__gnu_cxx::__mt_alloc 是stl 拓展库的支持多线程应用的内存分配器。
__gnu_cxx::__mt_alloc是一个固定大小(2的幂)内存的分配器,最初是为多线程应用程序(以下简称为MT程序)设计的。经过多年的改进,现在它在单线程应用程序(以下简称为ST程序)里也有出色的表现了。
template<bool _Thread> class __pool
这个类表示是否支持线程,然后对多线程(bool==true)和单线程(bool==false)情况进行显式特化。可以用定制的参数来替代这个类。

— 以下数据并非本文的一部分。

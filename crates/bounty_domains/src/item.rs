//! # Item Events
//!
//! Breaking and placing blocks, crafting and smelting items all describe the
//! same thing: an item type, its data value, and whether a player put it
//! there.

use bounty_core::{rule_query, Attr};

use crate::ids::ItemId;
use crate::readings;

rule_query! {
    /// Query for block break/place, craft and smelt events.
    pub struct ItemQuery indexed by ItemIndex {
        /// Item or block type.
        item: ItemId,
        /// Durability or data value (wool colour, log species, ...).
        durability: u16,
        /// Block was placed by a player rather than generated.
        player_placed: bool,
    }
}

impl ItemQuery {
    /// Builds the query for a live event.
    ///
    /// `items` lists every reading of the item type; an empty list leaves
    /// the type unconstrained. `None` leaves an attribute the event does not
    /// know about unconstrained.
    #[must_use]
    pub fn event(items: &[ItemId], durability: Option<u16>, player_placed: Option<bool>) -> Self {
        Self {
            item: readings(items.iter().copied()),
            durability: Attr::from(durability),
            player_placed: Attr::from(player_placed),
        }
    }
}
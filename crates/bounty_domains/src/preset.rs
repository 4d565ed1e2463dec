//! # Presets
//!
//! Presets pick which rule book applies: per world, per named preset, or
//! both. Names are stored lowercased.

use bounty_core::rule_query;

use crate::{event_names, rule_names};

rule_query! {
    /// Query selecting a rule book.
    pub struct PresetQuery indexed by PresetIndex {
        /// Lowercased preset name.
        preset: String,
        /// Lowercased world name.
        world: String,
    }
}

impl PresetQuery {
    /// Rule side: a preset restricted to an optional name and world.
    #[must_use]
    pub fn rule(preset: Option<&str>, world: Option<&str>) -> Self {
        Self {
            preset: preset.map_or_else(Default::default, |name| rule_names(&[name])),
            world: world.map_or_else(Default::default, |name| rule_names(&[name])),
        }
    }

    /// Event side: the world an event happens in and the presets active for
    /// it. With no active preset only unnamed presets apply.
    #[must_use]
    pub fn event<S: AsRef<str>>(world: &str, presets: &[S]) -> Self {
        Self {
            preset: event_names(presets),
            world: event_names([world]),
        }
    }
}

#[cfg(test)]
mod tests {
    use super::*;
    use bounty_core::RuleStore;

    #[test]
    fn test_world_and_named_presets() {
        let mut store = RuleStore::new();
        store.insert(PresetQuery::rule(None, Some("World_Nether")), "nether");
        store.insert(PresetQuery::rule(Some("hardcore"), None), "hardcore");

        assert_eq!(
            store.resolve(&PresetQuery::event::<&str>("world_nether", &[])),
            Some(&"nether")
        );
        assert_eq!(
            store.resolve(&PresetQuery::event("world", &["Hardcore"])),
            Some(&"hardcore")
        );
        assert_eq!(store.resolve(&PresetQuery::event::<&str>("world", &[])), None);
    }
}
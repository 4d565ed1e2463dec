//! # Bounty
//!
//! Configurable rewards for block game events.
//!
//! ## Architecture
//!
//! ```text
//! ┌──────────────┐  load   ┌──────────────┐ publish ┌──────────────┐
//! │  rule files  │ ──────> │   Catalog    │ ──────> │  RuleEngine  │
//! │  bounty.toml │         │  (RuleBooks) │         │  (ArcSwap)   │
//! └──────────────┘         └──────────────┘         └──────┬───────┘
//!                                                          │ snapshot
//!   event -> query -> book_for(preset) -> reward_for_* <───┘
//!         -> Reward::apply(rng, sink)
//! ```
//!
//! ## Crates
//!
//! - `bounty_core`: attribute indexes and specificity resolution
//! - `bounty_economy`: ranges, rewards and inheritance
//! - `bounty_domains`: event queries and name registries
//!
//! ## Example
//!
//! ```rust
//! use bounty::{Catalog, RuleEngine, RuleLoader};
//! use bounty_domains::{MobKill, MobQuery, MobType, PresetQuery, Registries};
//! use bounty_economy::{Range, ResourceKind};
//!
//! let registries = Registries::builtin().unwrap();
//! let mut loader = RuleLoader::new(&registries);
//! let book = loader
//!     .load_str(
//!         "inline",
//!         r#"
//!         [[mob_kill]]
//!         mob = "hostile"
//!         reward = { xp = 2, money = "1-3" }
//!
//!         [[mob_kill]]
//!         mob = "creeper"
//!         inherit = true
//!         reward = { xp = 5 }
//!         "#,
//!         1.0,
//!     )
//!     .unwrap();
//!
//! let engine = RuleEngine::new(Catalog::new(book));
//! let catalog = engine.snapshot();
//! let kill = MobQuery::event(&MobKill::new(MobType(50)));
//! let reward = catalog
//!     .reward_for_mob(&PresetQuery::event::<&str>("world", &[]), &kill)
//!     .unwrap();
//! assert_eq!(reward.factory(&ResourceKind::Experience), Some(Range::constant(5.0)));
//! assert_eq!(reward.factory(&ResourceKind::Currency), Some(Range::new(1.0, 3.0)));
//! ```

#![deny(missing_docs)]
#![deny(unsafe_code)]
#![deny(clippy::all)]
#![warn(clippy::pedantic)]
#![deny(clippy::perf)]

pub mod book;
pub mod catalog;
pub mod engine;
pub mod error;
pub mod loader;
pub mod schema;
pub mod trigger;

pub use book::RuleBook;
pub use catalog::Catalog;
pub use engine::RuleEngine;
pub use error::{ConfigError, ConfigResult, ConfigWarning};
pub use loader::RuleLoader;
pub use schema::{EngineConfig, RuleFile};
pub use trigger::Trigger;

对于policy类,至少有2种不同的风格,每种都可以和上面不同的内存池参数单独搭配:
策略一:
__common_pool_policy,实现了一个通用内存池,即使分配的对象类型不同,比如char和long,也使用同一个的内存池。这是默认的策略。
template<bool _Thread> struct __common_pool_policy template<typename _Tp, bool _Thread> struct __per_type_pool_policy
策略二:
__per_type_pool_policy,对每个对象类型都实现了一个单独的内存池,于是char和long会使用不同的内存池。这样可以对某些类型进行单独调整。
实际的内存分配器:
template<typename _Tp, typename _Poolp = __default_policy> class __mt_alloc : public __mt_alloc_base<_Tp>, _Poolp
这个类有标准库要求的接口,比如allocate和deallocate函数等。
有些配置参数可以修改,或调整。有一个嵌套类:包含了所有可调的参数,即:
struct __pool_base::_Tune
代码:默认配置(8字节对齐,128字节以上的内存直接用new分配,可分配的最小的内存块大小8字节,每次从os申请的内存块的大小为4080字节,可支持的最多的线程数是4096,单线程能保存的空闲块的百分比为10%,是否直接使用new和delete 根据 是否设置 getenv("GLIBCXX_FORCE_NEW")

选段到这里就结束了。